Myrella passou para pegar gelo na cozinha para Jean e ao ver Sam segurando a mão trouxe na volta um pouco para Samanta colocar em sua mão.

– Este gelo é para meu filho, Senhorita! Faça o favor de levar a ele!

– Tem bastante aqui, Senhor. – disse Myrella cabisbaixa diante da voz alta do Senhor Juan.

– Gelo nunca é o bastante. Leve para ele. – disse enfaticamente, o que deixou clara sua intenção na ordem. Para ele, Sam não merecia nada mais que viesse da família Lafaiete naquele momento.

– Não é assim que somos meu irmão. – disse Adam se aproximando de Juan.

– Com pessoas bem vidas não somos assim. – disse ele ao irmão mais novo, o qual olhou para Sam como quem pede desculpas, pois assim como o pai não julgava precipitadamente, porém não disse mais nada, apenas ficou ao lado de Juan.

Assim que Susan saiu, buscou por Myrella. O Senhor Oliver queria também falar com ela.

A jovem ruiva seguiu para o sofá onde Sam estava, sentando ao lado da morena e pegando sua mão que começava a ganhar um tom arroxeado.

– Precisa de gelo.

– Assim que resolvermos cuidarei. – falou e deu um leve sorriso para Susan, enquanto aproveitava o toque de sua mão na dela.

Ficaram ali em silêncio.

Depois que a empregada saiu do escritório, o idoso veio logo atrás para chamar o filho mais velho para conversarem. Eles entraram e minutos depois Adam disse para as duas:

– Vou voltar para a festa. Pedirei para lhe trazerem um pouco de gelo, Senhorita King. – disse ele com cordialidade, mas sem a simpatia que lhe era característica.

– Obrigada, Senhor Lafaiete!

– Ainda sou Adam até segunda ordem. – disse ele com um sorriso triste e se retirou.
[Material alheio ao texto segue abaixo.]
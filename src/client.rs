//! HTTP client for the vegetable stock API.
//!
//! Mirrors what the web frontend does: plain CRUD calls that surface the
//! server's `{error}` message verbatim, catalog reads that retry with a
//! fixed delay and fall back to a cached copy, and the client-driven
//! carry-forward of yesterday's leftovers.

use chrono::NaiveDate;
use serde::de::DeserializeOwned;
use serde::{Deserialize, Serialize};
use std::path::{Path, PathBuf};
use std::time::Duration;
use thiserror::Error;

use crate::config::{Config, DEFAULT_FETCH_RETRIES, DEFAULT_RETRY_DELAY_MS};
use crate::dates::{format_stock_date, PREVIOUS_DAY};
use crate::models::{DailyStock, StockEntry, Vegetable, VegetableDraft, VegetableId};

/// Errors that can occur during API client operations.
#[derive(Debug, Error)]
pub enum ClientError {
    /// Transport failure or undecodable response
    #[error("HTTP error: {0}")]
    Http(#[from] reqwest::Error),
    /// Non-success status, with the server's error message
    #[error("{message} (status {status})")]
    Server { status: u16, message: String },
    /// Carry-forward found nothing with quantity left
    #[error("No remaining stock from the previous day")]
    NothingToCarry,
}

impl ClientError {
    /// Transport errors and 5xx responses are worth another attempt.
    pub fn is_retryable(&self) -> bool {
        match self {
            ClientError::Http(_) => true,
            ClientError::Server { status, .. } => *status >= 500,
            ClientError::NothingToCarry => false,
        }
    }

    pub fn status(&self) -> Option<u16> {
        match self {
            ClientError::Server { status, .. } => Some(*status),
            _ => None,
        }
    }
}

/// Fixed-delay retry policy for catalog reads.
#[derive(Debug, Clone, Copy, PartialEq, Eq)]
pub struct RetryPolicy {
    pub attempts: u32,
    pub delay: Duration,
}

impl Default for RetryPolicy {
    fn default() -> Self {
        Self {
            attempts: DEFAULT_FETCH_RETRIES,
            delay: Duration::from_millis(DEFAULT_RETRY_DELAY_MS),
        }
    }
}

/// Catalog as returned by [`ApiClient::list_vegetables`].
#[derive(Debug, Clone)]
pub struct CatalogFetch {
    pub vegetables: Vec<Vegetable>,
    /// True when the server could not be reached and the cache was used.
    pub from_cache: bool,
}

/// `{id, message}` reply to a write.
#[derive(Debug, Clone, Deserialize)]
pub struct WriteReply {
    pub id: String,
    pub message: String,
}

/// `{message}` reply to an update or delete.
#[derive(Debug, Clone, Deserialize)]
pub struct MessageReply {
    pub message: String,
}

/// Reply to `GET /health`.
#[derive(Debug, Clone, Deserialize)]
pub struct Health {
    pub status: String,
    pub version: String,
    /// The server's current date.
    pub today: NaiveDate,
}

#[derive(Debug, Clone)]
pub struct CarryForwardReport {
    /// Date the entries were merged into.
    pub date: String,
    pub carried: Vec<StockEntry>,
    pub message: String,
}

#[derive(Deserialize)]
struct ErrorReply {
    error: String,
}

#[derive(Serialize)]
struct StockRequest<'a> {
    vegetables: &'a [StockEntry],
    #[serde(skip_serializing_if = "Option::is_none")]
    date: Option<String>,
}

/// Client for the vegetable stock HTTP API.
#[derive(Debug, Clone)]
pub struct ApiClient {
    base_url: String,
    http: reqwest::Client,
    retry: RetryPolicy,
    cache_path: Option<PathBuf>,
}

impl ApiClient {
    pub fn new(base_url: impl Into<String>) -> Self {
        Self {
            base_url: base_url.into().trim_end_matches('/').to_string(),
            http: reqwest::Client::new(),
            retry: RetryPolicy::default(),
            cache_path: None,
        }
    }

    pub fn from_config(config: &Config) -> Self {
        Self::new(config.server_url.value.clone())
            .with_retry(RetryPolicy {
                attempts: config.fetch_retries.value,
                delay: config.retry_delay(),
            })
            .with_cache(config.catalog_cache_path.value.clone())
    }

    pub fn with_retry(mut self, retry: RetryPolicy) -> Self {
        self.retry = retry;
        self
    }

    pub fn with_cache(mut self, path: impl Into<PathBuf>) -> Self {
        self.cache_path = Some(path.into());
        self
    }

    pub fn base_url(&self) -> &str {
        &self.base_url
    }

    fn url(&self, path: &str) -> String {
        format!("{}{}", self.base_url, path)
    }

    async fn decode<T: DeserializeOwned>(response: reqwest::Response) -> Result<T, ClientError> {
        let status = response.status();
        if status.is_success() {
            return Ok(response.json().await?);
        }

        let message = match response.json::<ErrorReply>().await {
            Ok(body) => body.error,
            Err(_) => status
                .canonical_reason()
                .unwrap_or("Request failed")
                .to_string(),
        };
        Err(ClientError::Server {
            status: status.as_u16(),
            message,
        })
    }

    async fn get<T: DeserializeOwned>(&self, path: &str) -> Result<T, ClientError> {
        let response = self.http.get(self.url(path)).send().await?;
        Self::decode(response).await
    }

    async fn delete<T: DeserializeOwned>(&self, path: &str) -> Result<T, ClientError> {
        let response = self.http.delete(self.url(path)).send().await?;
        Self::decode(response).await
    }

    pub async fn health(&self) -> Result<Health, ClientError> {
        self.get("/health").await
    }

    // ------------------------------------------------------------------
    // Catalog
    // ------------------------------------------------------------------

    /// Fetches the catalog, retrying with a fixed delay.
    ///
    /// A successful fetch refreshes the cache file. Once every attempt has
    /// failed, the cached copy is returned if there is one.
    pub async fn list_vegetables(&self) -> Result<CatalogFetch, ClientError> {
        let attempts = self.retry.attempts.max(1);
        let mut attempt = 1;

        let err = loop {
            match self.get::<Vec<Vegetable>>("/vegetables").await {
                Ok(vegetables) => {
                    self.write_cache(&vegetables);
                    return Ok(CatalogFetch {
                        vegetables,
                        from_cache: false,
                    });
                }
                Err(e) if e.is_retryable() && attempt < attempts => {
                    tracing::warn!(
                        "Fetching vegetables failed (attempt {}/{}): {}",
                        attempt,
                        attempts,
                        e
                    );
                    tokio::time::sleep(self.retry.delay).await;
                    attempt += 1;
                }
                Err(e) => break e,
            }
        };

        match self.read_cache() {
            Some(vegetables) => {
                tracing::warn!("Using cached vegetables after error: {}", err);
                Ok(CatalogFetch {
                    vegetables,
                    from_cache: true,
                })
            }
            None => Err(err),
        }
    }

    fn write_cache(&self, vegetables: &[Vegetable]) {
        let Some(path) = &self.cache_path else {
            return;
        };
        if let Err(e) = write_cache_file(path, vegetables) {
            tracing::warn!("Failed to write catalog cache {}: {}", path.display(), e);
        }
    }

    fn read_cache(&self) -> Option<Vec<Vegetable>> {
        let path = self.cache_path.as_ref()?;
        let bytes = match std::fs::read(path) {
            Ok(bytes) => bytes,
            Err(e) if e.kind() == std::io::ErrorKind::NotFound => return None,
            Err(e) => {
                tracing::warn!("Failed to read catalog cache {}: {}", path.display(), e);
                return None;
            }
        };
        match serde_json::from_slice(&bytes) {
            Ok(vegetables) => Some(vegetables),
            Err(e) => {
                tracing::warn!("Ignoring corrupt catalog cache {}: {}", path.display(), e);
                None
            }
        }
    }

    pub async fn get_vegetable(&self, id: &VegetableId) -> Result<Vegetable, ClientError> {
        self.get(&format!("/vegetables/{}", id)).await
    }

    pub async fn create_vegetable(&self, draft: &VegetableDraft) -> Result<WriteReply, ClientError> {
        let response = self
            .http
            .post(self.url("/vegetables"))
            .json(draft)
            .send()
            .await?;
        Self::decode(response).await
    }

    pub async fn update_vegetable(
        &self,
        id: &VegetableId,
        draft: &VegetableDraft,
    ) -> Result<MessageReply, ClientError> {
        let response = self
            .http
            .put(self.url(&format!("/vegetables/{}", id)))
            .json(draft)
            .send()
            .await?;
        Self::decode(response).await
    }

    pub async fn delete_vegetable(&self, id: &VegetableId) -> Result<MessageReply, ClientError> {
        self.delete(&format!("/vegetables/{}", id)).await
    }

    // ------------------------------------------------------------------
    // Daily stock
    // ------------------------------------------------------------------

    /// Merge-or-create; without a date the server uses its own today.
    pub async fn add_stock(
        &self,
        date: Option<NaiveDate>,
        entries: &[StockEntry],
    ) -> Result<WriteReply, ClientError> {
        let body = StockRequest {
            vegetables: entries,
            date: date.map(format_stock_date),
        };
        let response = self
            .http
            .post(self.url("/daily-stock"))
            .json(&body)
            .send()
            .await?;
        Self::decode(response).await
    }

    pub async fn replace_stock(
        &self,
        date: NaiveDate,
        entries: &[StockEntry],
    ) -> Result<WriteReply, ClientError> {
        let body = StockRequest {
            vegetables: entries,
            date: None,
        };
        let response = self
            .http
            .put(self.url(&format!("/daily-stock/{}", format_stock_date(date))))
            .json(&body)
            .send()
            .await?;
        Self::decode(response).await
    }

    /// `param` is a `YYYY-MM-DD` date or `previous-day`.
    pub async fn get_stock(&self, param: &str) -> Result<DailyStock, ClientError> {
        self.get(&format!("/daily-stock/{}", param)).await
    }

    pub async fn list_stock(&self) -> Result<Vec<DailyStock>, ClientError> {
        self.get("/daily-stock").await
    }

    pub async fn delete_stock(&self, date: NaiveDate) -> Result<MessageReply, ClientError> {
        self.delete(&format!("/daily-stock/{}", format_stock_date(date)))
            .await
    }

    pub async fn remove_stock_entry(
        &self,
        date: NaiveDate,
        id: &VegetableId,
    ) -> Result<MessageReply, ClientError> {
        self.delete(&format!(
            "/daily-stock/{}/vegetable/{}",
            format_stock_date(date),
            id
        ))
        .await
    }

    /// Carries yesterday's leftovers into `target` (server today if `None`).
    ///
    /// Only entries with quantity left are carried. A non-empty `selection`
    /// restricts the carry to those ids.
    pub async fn carry_forward(
        &self,
        target: Option<NaiveDate>,
        selection: &[VegetableId],
    ) -> Result<CarryForwardReport, ClientError> {
        let previous = self.get_stock(PREVIOUS_DAY).await?;

        let carried: Vec<StockEntry> = previous
            .remaining()
            .filter(|e| selection.is_empty() || selection.contains(&e.id))
            .cloned()
            .collect();
        if carried.is_empty() {
            return Err(ClientError::NothingToCarry);
        }

        tracing::info!(
            "Carrying forward {} vegetable(s) from {}",
            carried.len(),
            previous.date
        );
        let reply = self.add_stock(target, &carried).await?;

        Ok(CarryForwardReport {
            date: reply.id,
            carried,
            message: reply.message,
        })
    }
}

fn write_cache_file(path: &Path, vegetables: &[Vegetable]) -> std::io::Result<()> {
    if let Some(parent) = path.parent() {
        std::fs::create_dir_all(parent)?;
    }
    let json = serde_json::to_vec_pretty(vegetables)?;
    std::fs::write(path, json)
}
Assim que ele desapareceu no hall de entrada, Susan tocou a mão boa de Sam e falou:

– O que está acontecendo é culpa minha. Sinto muito por isso.

– Claro que não! Se tem um culpado aqui, esse alguém é Jean. Como ele teve coragem de tratar você da forma que tratou?

– Acho que a culpa é minha. Por mais que eu sempre deixasse claro que não queria nada a mais com ele, mantive nossa amizade e por tratá-lo bem acredito que acabei o confundindo…

– Susan – disse Samanta segurando as duas mãos da jovem ruiva – nunca esqueça o que irei lhe dizer agora: Se uma pessoa força situações com você ou faz especulações sobre seu caráter por algumas poucas coisas que viu ou ouviu de você ou de outros, essa pessoa é expressamente culpada por quaisquer atitudes que toma em cima das próprias conclusões e mais que isso, essa pessoa é injusta e imatura. Não se culpe pelas atitudes que Jean tomou. A única que foi lesada aqui foi você.

Nesse momento ouviram o ranger da porta do escritório do Senhor Oliver e de lá saiu o Senhor Juan cabisbaixo, o qual passou por elas em direção à cozinha sem falar nada, mais atrás veio o patriarca da família e indo até as duas moças falou:

– Gostaria de pedir minhas mais sinceras desculpas a vocês, Senhoritas. Tenho muitas palavras para dizer, porém vou atender o desejo de vocês para esta noite e disponibilizarei um carro para leva-las para casa. É o mínimo que posso fazer depois do que aconteceu.

– Não se preocupe, Senhor Oliver. Só de saber que o Senhor compreende minhas motivações fico mais tranquila. Apesar do que disse anteriormente, não quero incomodar. Já é tarde, seus motoristas já devem estar dormindo.

– Não se preocupe com isso, Senhorita King. – disse o Senhor Juan adentrando a sala – Eu mesmo irei leva-las. Faço questão. – e se aproximou da morena entregando um pano com gelo.